Stored data:
use std::time::Duration;

use async_trait::async_trait;
use concord_models::ChatConfig;
use tokio::process::Command;
use tracing::{debug, warn};

use crate::error::CompletionError;

/// Per-request options for a chat completion.
#[derive(Debug, Clone, Default)]
pub struct ChatOptions {
    pub system_prompt: Option<String>,
}

impl ChatOptions {
    pub fn with_system_prompt(system_prompt: impl Into<String>) -> Self {
        Self {
            system_prompt: Some(system_prompt.into()),
        }
    }
}

/// A text-in, text-out language model. Implementations own their retry policy;
/// the error returned is final.
#[async_trait]
pub trait ChatCompletion: Send + Sync {
    async fn complete(&self, prompt: &str, options: &ChatOptions) -> Result<String, CompletionError>;
}

const RATE_LIMIT_MARKERS: &[&str] = &["rate limit", "rate_limit", "too many requests", "429", "overloaded"];

fn is_rate_limited(stderr: &str) -> bool {
    let lower = stderr.to_lowercase();
    RATE_LIMIT_MARKERS.iter().any(|m| lower.contains(m))
}

/// Chat completion backed by the `claude` CLI.
#[derive(Debug, Clone)]
pub struct ClaudeCli {
    pub model: String,
    pub timeout: Duration,
    pub max_retries: u32,
    pub retry_backoff: Duration,
}

impl Default for ClaudeCli {
    fn default() -> Self {
        Self::from_config(&ChatConfig::default())
    }
}

impl ClaudeCli {
    pub fn from_config(config: &ChatConfig) -> Self {
        Self {
            model: config.model.clone(),
            timeout: Duration::from_secs(config.timeout_seconds),
            max_retries: config.max_retries,
            retry_backoff: Duration::from_millis(config.retry_backoff_ms),
        }
    }

    async fn invoke_once(&self, prompt: &str, options: &ChatOptions) -> Result<String, CompletionError> {
        debug!(model = %self.model, "Invoking claude CLI");

        let mut command = Command::new("claude");
        command.args(["-p", prompt]);
        if let Some(system_prompt) = &options.system_prompt {
            command.args(["--system-prompt", system_prompt]);
        }
        command.args(["--model", &self.model, "--output-format", "text"]);
        command.kill_on_drop(true);

        let result = tokio::time::timeout(self.timeout, command.output())
            .await
            .map_err(|_| {
                CompletionError::Unavailable(format!(
                    "claude timed out after {}s",
                    self.timeout.as_secs()
                ))
            })?
            .map_err(|e| CompletionError::Unavailable(format!("Failed to spawn claude: {e}")))?;

        if !result.status.success() {
            let stderr = String::from_utf8_lossy(&result.stderr);
            warn!(status = %result.status, stderr = %stderr, "Claude CLI failed");
            let message = format!("claude exited {}: {}", result.status, stderr.trim());
            return Err(if is_rate_limited(&stderr) {
                CompletionError::RateLimited(message)
            } else {
                CompletionError::Unavailable(message)
            });
        }

        let stdout = String::from_utf8_lossy(&result.stdout).to_string();
        if stdout.trim().is_empty() {
            return Err(CompletionError::Unavailable(
                "Claude returned empty response".to_string(),
            ));
        }

        Ok(stdout)
    }
}

#[async_trait]
impl ChatCompletion for ClaudeCli {
    async fn complete(&self, prompt: &str, options: &ChatOptions) -> Result<String, CompletionError> {
        let mut attempt = 0;
        loop {
            match self.invoke_once(prompt, options).await {
                Err(CompletionError::RateLimited(message)) if attempt < self.max_retries => {
                    attempt += 1;
                    let backoff = self.retry_backoff * attempt;
                    warn!(attempt, backoff_ms = backoff.as_millis(), error = %message, "Rate limited, retrying");
                    tokio::time::sleep(backoff).await;
                }
                other => return other,
            }
        }
    }
}

/// Check if the `claude` CLI is available on the system.
pub async fn check_cli_available() -> bool {
    match Command::new("claude").arg("--version").output().await {
        Ok(output) => output.status.success(),
        Err(_) => false,
    }
}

### BRIEF
As the answer, set down only the lines from the data above between the one holding "-> Result<String, CompletionError>;" and the one holding "impl Default for", inclusive, exactly as they read.

### EXPECTED ANSWER
    async fn complete(&self, prompt: &str, options: &ChatOptions) -> Result<String, CompletionError>;
}

const RATE_LIMIT_MARKERS: &[&str] = &["rate limit", "rate_limit", "too many requests", "429", "overloaded"];

fn is_rate_limited(stderr: &str) -> bool {
    let lower = stderr.to_lowercase();
    RATE_LIMIT_MARKERS.iter().any(|m| lower.contains(m))
}

/// Chat completion backed by the `claude` CLI.
#[derive(Debug, Clone)]
pub struct ClaudeCli {
    pub model: String,
    pub timeout: Duration,
    pub max_retries: u32,
    pub retry_backoff: Duration,
}

impl Default for ClaudeCli {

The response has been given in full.